Discovery and identification of alpha-defensins as low abundant, tumor-derived serum markers in colorectal cancer.

BACKGROUND & AIMS: Although colorectal cancer is one of the best characterized tumors with regard to the multistep genetic progression, it remains one of the most frequent and deadly neoplasms in Western countries. This is mainly due to the fact that, up to now, no clinically relevant serum markers could be established in an early routine diagnostic procedure.

METHODS

We comparatively analyzed microdissected normal and tumorous colonic epithelium by ProteinChip technology to detect proteins specific for the tumor directly in the tissue. Immunohistochemistry (IHC) was used for the in situ localization of the discovered proteins, and an ELISA was performed to quantify these proteins in serum.

RESULTS

By this approach, we found and identified alpha-defensins 1-3 (HNP1-3) to be more highly expressed in the tumor than in normal epithelium.

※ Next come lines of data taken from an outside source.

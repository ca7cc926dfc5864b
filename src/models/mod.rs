//! Data models.

pub mod file_tree;

pub use file_tree::{
    normalize_file_name, FileSystem, FileSystemItem, FileTreeRow, ItemId, ItemKind,
    FILE_EXTENSION,
};
//! Service ports: traits + data contracts.

pub mod settings;
pub mod snapshot;

pub use settings::Settings;
pub use snapshot::{SnapshotError, SnapshotStore};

These findings could be confirmed by IHC. Detection of these peptides in the corresponding serum samples was subsequently performed with ELISA, resulting in an average sensitivity of 69% and specificity of 100% for the recognition of colorectal cancer when using the HNP1-3 level in the serum of the patients.

CONCLUSIONS

The direct analysis of microdissected tissue for the discovery of tumor-specific markers followed by the specific detection of these markers in serum by antibody-based methods proved to be a successful strategy in this study. Therefore, we can conclude that these promising markers would not have been found in serum without the information gained through the analysis of microdissected tissue by ProteinChip technology.